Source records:
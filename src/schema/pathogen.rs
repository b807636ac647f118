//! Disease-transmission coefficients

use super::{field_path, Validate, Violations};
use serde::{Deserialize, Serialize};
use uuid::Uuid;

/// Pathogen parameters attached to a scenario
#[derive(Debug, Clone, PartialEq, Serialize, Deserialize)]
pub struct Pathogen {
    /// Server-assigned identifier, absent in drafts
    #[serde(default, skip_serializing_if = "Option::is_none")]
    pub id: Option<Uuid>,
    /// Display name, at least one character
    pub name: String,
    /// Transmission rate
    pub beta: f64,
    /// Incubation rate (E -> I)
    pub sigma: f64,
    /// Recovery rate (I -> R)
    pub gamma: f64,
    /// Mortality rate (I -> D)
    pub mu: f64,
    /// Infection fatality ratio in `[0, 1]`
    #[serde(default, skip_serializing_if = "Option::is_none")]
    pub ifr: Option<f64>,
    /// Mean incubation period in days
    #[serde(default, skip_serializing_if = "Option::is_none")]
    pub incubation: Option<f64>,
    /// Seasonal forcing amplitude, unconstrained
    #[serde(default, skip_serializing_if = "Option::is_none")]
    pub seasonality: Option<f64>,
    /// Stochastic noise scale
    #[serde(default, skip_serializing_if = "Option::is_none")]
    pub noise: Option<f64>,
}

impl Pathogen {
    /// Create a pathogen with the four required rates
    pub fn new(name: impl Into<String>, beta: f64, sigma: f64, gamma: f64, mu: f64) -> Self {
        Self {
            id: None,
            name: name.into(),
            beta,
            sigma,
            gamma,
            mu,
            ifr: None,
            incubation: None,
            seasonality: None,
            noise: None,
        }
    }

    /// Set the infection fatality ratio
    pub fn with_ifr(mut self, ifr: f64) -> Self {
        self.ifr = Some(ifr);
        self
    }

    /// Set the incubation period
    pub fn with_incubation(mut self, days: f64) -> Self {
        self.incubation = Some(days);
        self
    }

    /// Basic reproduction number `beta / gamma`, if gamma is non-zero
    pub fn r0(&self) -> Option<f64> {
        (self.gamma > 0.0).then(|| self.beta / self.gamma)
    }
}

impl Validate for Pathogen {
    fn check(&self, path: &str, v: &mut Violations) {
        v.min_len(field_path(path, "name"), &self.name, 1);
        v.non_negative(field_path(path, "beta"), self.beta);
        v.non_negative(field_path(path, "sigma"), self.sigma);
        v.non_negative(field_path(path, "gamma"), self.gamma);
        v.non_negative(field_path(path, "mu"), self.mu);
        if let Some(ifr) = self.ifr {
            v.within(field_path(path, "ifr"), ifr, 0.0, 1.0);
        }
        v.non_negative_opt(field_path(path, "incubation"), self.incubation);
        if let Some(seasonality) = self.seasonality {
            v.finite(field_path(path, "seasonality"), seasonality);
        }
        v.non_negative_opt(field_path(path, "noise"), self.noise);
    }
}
---
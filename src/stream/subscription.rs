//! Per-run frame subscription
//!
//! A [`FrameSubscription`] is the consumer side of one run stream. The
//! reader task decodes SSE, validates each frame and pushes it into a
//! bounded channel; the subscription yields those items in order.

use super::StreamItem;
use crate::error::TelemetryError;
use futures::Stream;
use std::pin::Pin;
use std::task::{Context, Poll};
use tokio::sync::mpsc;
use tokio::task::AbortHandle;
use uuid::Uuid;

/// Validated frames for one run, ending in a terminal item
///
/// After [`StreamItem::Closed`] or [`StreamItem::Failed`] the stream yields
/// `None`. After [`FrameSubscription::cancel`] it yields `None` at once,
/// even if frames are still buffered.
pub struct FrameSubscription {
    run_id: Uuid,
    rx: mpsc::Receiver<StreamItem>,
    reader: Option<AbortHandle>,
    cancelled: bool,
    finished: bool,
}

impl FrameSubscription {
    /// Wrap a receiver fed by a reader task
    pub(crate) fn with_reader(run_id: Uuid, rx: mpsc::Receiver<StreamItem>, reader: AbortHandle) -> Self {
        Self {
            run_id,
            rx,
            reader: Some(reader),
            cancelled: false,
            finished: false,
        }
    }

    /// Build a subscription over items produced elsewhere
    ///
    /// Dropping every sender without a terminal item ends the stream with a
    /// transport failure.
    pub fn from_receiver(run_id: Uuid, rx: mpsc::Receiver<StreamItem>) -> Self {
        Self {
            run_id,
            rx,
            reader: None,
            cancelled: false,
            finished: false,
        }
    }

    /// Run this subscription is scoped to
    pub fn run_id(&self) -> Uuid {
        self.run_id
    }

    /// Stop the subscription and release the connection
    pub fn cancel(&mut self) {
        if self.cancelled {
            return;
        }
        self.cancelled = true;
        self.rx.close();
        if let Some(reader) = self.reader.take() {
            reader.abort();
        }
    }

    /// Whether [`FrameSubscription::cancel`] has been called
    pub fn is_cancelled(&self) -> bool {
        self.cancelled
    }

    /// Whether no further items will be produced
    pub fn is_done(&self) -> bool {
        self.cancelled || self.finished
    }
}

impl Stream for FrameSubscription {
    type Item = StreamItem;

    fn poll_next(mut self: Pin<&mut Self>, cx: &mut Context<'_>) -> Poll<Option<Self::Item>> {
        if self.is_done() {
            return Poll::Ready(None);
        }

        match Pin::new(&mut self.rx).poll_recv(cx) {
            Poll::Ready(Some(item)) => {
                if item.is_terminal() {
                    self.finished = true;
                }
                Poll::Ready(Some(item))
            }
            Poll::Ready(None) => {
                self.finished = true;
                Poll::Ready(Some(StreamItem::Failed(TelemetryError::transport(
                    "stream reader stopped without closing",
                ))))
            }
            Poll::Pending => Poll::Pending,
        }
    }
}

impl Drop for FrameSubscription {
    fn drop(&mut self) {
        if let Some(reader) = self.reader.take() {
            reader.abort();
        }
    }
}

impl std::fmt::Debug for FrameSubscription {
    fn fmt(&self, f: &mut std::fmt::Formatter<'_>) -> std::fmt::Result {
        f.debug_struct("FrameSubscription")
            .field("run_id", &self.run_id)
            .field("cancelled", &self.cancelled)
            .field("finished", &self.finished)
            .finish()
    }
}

◆ Your task: In the data above, find the line that contains "filename src/schema/pathogen.rs" and the line that contains "forcing amplitude, unconstrained". Repeat exactly those lines and every line between them, and only those.

◆ Answer:
filename src/schema/pathogen.rs
repository b807636ac647f118
//! Disease-transmission coefficients

use super::{field_path, Validate, Violations};
use serde::{Deserialize, Serialize};
use uuid::Uuid;

/// Pathogen parameters attached to a scenario
#[derive(Debug, Clone, PartialEq, Serialize, Deserialize)]
pub struct Pathogen {
    /// Server-assigned identifier, absent in drafts
    #[serde(default, skip_serializing_if = "Option::is_none")]
    pub id: Option<Uuid>,
    /// Display name, at least one character
    pub name: String,
    /// Transmission rate
    pub beta: f64,
    /// Incubation rate (E -> I)
    pub sigma: f64,
    /// Recovery rate (I -> R)
    pub gamma: f64,
    /// Mortality rate (I -> D)
    pub mu: f64,
    /// Infection fatality ratio in `[0, 1]`
    #[serde(default, skip_serializing_if = "Option::is_none")]
    pub ifr: Option<f64>,
    /// Mean incubation period in days
    #[serde(default, skip_serializing_if = "Option::is_none")]
    pub incubation: Option<f64>,
    /// Seasonal forcing amplitude, unconstrained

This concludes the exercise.